• **What you need to do**:
From the first line of the records down to the one that holds "pub use config::ComputeConfig;", transcribe each line exactly and add nothing.

• **Provided records**:
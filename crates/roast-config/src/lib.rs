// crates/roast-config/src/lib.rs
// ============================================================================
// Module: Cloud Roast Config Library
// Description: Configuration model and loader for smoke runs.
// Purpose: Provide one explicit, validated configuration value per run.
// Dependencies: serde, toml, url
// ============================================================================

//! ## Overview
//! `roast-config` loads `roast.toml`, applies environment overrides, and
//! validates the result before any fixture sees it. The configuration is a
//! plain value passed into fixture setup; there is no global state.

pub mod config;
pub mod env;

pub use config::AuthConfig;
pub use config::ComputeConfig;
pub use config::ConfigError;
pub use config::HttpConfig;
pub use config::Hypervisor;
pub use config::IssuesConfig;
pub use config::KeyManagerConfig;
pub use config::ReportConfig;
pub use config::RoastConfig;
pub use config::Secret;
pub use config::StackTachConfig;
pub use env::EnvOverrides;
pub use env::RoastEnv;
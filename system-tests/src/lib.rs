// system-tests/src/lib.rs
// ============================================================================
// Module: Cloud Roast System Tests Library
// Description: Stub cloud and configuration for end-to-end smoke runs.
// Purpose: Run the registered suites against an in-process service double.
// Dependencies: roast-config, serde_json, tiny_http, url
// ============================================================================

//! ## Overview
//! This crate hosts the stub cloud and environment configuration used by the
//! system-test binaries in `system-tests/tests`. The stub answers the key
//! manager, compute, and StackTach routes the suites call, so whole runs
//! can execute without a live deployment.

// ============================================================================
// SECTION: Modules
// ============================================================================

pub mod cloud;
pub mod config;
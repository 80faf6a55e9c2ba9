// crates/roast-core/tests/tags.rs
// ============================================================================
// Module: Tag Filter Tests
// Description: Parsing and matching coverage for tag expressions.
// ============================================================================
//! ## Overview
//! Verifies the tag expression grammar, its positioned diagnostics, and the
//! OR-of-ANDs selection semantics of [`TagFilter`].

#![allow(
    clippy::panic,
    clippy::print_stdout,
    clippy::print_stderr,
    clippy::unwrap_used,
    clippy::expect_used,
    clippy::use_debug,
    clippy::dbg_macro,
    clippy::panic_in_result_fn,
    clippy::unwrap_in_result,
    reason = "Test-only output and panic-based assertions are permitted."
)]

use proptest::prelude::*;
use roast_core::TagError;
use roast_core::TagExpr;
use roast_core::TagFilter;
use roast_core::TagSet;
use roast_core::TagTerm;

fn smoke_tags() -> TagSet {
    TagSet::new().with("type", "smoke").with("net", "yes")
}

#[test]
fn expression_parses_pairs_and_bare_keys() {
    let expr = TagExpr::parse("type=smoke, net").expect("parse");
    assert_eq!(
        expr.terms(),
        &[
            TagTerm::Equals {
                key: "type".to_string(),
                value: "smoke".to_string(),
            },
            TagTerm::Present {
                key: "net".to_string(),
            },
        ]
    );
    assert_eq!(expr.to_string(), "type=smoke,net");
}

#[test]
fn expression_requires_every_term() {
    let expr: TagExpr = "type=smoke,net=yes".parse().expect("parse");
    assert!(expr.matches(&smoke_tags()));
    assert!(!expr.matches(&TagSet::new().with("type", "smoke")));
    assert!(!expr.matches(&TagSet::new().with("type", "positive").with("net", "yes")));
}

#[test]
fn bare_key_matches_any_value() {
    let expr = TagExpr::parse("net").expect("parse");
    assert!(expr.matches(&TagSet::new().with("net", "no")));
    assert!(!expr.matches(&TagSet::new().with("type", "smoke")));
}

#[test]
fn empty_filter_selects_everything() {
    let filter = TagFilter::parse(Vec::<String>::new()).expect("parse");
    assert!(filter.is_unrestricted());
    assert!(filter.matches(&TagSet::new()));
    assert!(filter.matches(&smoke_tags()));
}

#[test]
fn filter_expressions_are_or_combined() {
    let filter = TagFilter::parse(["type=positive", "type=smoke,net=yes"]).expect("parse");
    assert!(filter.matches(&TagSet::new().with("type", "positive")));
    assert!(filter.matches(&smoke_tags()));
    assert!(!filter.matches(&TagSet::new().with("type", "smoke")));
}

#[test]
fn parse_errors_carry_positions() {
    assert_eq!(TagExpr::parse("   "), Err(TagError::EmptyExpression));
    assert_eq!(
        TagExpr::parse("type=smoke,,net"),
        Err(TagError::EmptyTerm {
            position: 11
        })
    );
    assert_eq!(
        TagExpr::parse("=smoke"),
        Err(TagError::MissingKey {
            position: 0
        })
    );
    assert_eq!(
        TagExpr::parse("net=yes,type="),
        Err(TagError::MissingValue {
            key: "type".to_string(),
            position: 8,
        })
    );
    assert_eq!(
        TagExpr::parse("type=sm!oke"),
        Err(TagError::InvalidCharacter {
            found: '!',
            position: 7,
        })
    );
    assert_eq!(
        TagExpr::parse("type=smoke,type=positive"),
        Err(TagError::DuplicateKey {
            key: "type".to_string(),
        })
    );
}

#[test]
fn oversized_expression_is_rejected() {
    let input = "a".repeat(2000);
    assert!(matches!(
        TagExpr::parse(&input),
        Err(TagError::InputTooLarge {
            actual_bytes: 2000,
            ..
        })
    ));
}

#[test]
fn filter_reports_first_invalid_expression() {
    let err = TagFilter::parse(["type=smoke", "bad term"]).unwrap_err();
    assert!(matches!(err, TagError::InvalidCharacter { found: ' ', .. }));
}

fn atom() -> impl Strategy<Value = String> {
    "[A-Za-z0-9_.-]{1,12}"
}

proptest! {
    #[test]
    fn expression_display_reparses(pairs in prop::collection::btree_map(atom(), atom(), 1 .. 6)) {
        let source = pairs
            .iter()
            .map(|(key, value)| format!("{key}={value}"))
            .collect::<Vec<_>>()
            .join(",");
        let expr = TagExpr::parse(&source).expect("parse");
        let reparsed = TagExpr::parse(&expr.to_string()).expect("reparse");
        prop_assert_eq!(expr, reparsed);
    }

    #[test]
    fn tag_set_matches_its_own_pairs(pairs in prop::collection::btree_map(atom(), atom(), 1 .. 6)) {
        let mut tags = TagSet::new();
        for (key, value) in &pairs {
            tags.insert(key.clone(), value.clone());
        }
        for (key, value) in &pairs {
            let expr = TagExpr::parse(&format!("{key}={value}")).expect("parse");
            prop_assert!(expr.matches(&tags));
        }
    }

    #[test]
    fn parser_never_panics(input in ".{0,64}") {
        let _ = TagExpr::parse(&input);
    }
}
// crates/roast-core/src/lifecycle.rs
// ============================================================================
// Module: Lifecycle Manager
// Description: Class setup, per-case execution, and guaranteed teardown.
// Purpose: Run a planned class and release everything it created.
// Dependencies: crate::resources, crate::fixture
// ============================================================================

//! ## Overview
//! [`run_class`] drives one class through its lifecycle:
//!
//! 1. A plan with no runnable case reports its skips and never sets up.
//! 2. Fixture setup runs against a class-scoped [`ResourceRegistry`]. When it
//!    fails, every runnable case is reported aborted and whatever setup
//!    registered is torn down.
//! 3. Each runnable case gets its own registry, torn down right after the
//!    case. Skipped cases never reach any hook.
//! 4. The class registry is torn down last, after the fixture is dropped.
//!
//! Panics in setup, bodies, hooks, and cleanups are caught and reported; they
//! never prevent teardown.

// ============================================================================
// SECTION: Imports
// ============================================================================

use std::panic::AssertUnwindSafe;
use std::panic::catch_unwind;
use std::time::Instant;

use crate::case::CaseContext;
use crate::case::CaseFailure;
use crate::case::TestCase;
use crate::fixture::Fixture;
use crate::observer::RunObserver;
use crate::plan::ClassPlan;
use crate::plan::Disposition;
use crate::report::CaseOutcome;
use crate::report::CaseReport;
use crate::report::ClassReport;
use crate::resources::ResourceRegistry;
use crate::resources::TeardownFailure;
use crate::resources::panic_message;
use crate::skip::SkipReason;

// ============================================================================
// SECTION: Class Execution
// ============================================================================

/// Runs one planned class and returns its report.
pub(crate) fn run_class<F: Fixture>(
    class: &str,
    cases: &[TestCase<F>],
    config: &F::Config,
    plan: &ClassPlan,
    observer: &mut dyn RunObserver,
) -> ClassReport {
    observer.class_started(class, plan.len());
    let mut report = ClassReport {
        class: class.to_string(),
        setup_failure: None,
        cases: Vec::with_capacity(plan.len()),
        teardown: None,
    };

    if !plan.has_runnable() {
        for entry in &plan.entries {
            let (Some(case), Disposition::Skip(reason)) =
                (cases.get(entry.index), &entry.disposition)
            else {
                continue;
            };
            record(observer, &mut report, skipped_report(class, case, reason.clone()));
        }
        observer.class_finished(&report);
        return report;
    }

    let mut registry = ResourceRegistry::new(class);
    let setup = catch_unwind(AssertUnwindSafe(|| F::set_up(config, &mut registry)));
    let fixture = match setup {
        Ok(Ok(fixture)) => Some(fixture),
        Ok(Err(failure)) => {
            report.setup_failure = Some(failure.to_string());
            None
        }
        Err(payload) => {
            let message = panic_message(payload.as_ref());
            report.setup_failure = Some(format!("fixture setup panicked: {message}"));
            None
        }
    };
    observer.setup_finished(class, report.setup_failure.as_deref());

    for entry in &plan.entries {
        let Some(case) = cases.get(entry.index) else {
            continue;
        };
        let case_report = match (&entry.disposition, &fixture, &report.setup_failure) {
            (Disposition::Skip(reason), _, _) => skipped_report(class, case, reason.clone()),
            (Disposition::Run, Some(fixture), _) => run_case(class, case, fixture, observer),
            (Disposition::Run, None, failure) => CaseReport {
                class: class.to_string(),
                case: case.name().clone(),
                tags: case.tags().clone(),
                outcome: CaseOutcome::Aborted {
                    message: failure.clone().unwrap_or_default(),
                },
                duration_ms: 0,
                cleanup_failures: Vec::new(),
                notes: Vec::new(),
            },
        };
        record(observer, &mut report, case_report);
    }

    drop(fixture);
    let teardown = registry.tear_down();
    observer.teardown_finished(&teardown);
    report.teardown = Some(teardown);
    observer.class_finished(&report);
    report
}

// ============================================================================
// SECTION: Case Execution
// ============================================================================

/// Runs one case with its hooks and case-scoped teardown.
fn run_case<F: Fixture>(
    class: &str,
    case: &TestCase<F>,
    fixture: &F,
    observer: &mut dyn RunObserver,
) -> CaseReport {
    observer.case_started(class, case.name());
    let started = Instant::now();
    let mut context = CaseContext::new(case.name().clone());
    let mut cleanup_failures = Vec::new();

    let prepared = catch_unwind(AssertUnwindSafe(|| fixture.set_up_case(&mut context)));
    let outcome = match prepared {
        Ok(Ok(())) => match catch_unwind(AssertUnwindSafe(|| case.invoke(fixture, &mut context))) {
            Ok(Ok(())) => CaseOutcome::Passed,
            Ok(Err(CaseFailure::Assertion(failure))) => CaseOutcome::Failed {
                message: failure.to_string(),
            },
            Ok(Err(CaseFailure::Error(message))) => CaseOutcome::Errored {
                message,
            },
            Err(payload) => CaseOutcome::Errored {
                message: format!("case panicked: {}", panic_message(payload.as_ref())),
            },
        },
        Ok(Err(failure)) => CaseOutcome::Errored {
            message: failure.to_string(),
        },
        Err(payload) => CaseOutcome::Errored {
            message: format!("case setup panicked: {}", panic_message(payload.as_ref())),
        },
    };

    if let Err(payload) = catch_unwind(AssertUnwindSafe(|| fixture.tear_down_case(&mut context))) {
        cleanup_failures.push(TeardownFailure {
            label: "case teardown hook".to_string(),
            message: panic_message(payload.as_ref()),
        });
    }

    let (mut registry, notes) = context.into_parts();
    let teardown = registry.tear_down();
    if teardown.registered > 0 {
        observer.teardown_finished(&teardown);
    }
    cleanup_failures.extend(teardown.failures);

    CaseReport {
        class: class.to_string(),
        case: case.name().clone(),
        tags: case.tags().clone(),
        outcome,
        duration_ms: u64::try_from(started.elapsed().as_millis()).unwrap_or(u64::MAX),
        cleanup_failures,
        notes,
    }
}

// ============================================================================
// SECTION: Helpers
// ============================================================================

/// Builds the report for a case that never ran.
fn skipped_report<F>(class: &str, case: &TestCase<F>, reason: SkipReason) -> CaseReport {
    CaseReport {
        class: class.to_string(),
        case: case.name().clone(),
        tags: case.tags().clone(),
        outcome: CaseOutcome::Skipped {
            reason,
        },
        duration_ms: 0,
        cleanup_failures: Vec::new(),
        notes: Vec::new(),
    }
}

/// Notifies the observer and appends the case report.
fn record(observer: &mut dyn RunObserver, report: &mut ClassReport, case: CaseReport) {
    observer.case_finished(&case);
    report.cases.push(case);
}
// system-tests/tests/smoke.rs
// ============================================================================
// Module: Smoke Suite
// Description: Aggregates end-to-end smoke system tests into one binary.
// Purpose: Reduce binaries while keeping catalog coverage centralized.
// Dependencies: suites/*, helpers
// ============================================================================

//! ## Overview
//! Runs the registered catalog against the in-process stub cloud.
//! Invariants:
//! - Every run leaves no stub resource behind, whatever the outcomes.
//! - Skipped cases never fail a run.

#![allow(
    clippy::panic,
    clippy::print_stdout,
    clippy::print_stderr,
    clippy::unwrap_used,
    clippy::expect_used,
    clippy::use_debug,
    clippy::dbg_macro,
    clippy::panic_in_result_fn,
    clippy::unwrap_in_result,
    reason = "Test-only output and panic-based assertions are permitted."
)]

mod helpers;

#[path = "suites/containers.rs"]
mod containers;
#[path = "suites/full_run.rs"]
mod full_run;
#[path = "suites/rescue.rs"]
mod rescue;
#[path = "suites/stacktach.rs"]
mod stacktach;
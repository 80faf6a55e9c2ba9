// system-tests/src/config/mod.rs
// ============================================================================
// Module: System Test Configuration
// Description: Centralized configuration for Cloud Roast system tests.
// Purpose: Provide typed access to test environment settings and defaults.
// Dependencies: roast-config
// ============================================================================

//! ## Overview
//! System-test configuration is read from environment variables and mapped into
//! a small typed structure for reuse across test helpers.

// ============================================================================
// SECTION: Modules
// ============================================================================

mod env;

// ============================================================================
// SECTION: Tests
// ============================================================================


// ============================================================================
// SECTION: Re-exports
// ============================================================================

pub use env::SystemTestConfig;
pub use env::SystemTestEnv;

• **Exercise response**:
filename crates/roast-config/src/lib.rs
// crates/roast-config/src/lib.rs
// ============================================================================
// Module: Cloud Roast Config Library
// Description: Configuration model and loader for smoke runs.
// Purpose: Provide one explicit, validated configuration value per run.
// Dependencies: serde, toml, url
// ============================================================================

//! ## Overview
//! `roast-config` loads `roast.toml`, applies environment overrides, and
//! validates the result before any fixture sees it. The configuration is a
//! plain value passed into fixture setup; there is no global state.

pub mod config;
pub mod env;

pub use config::AuthConfig;
pub use config::ComputeConfig;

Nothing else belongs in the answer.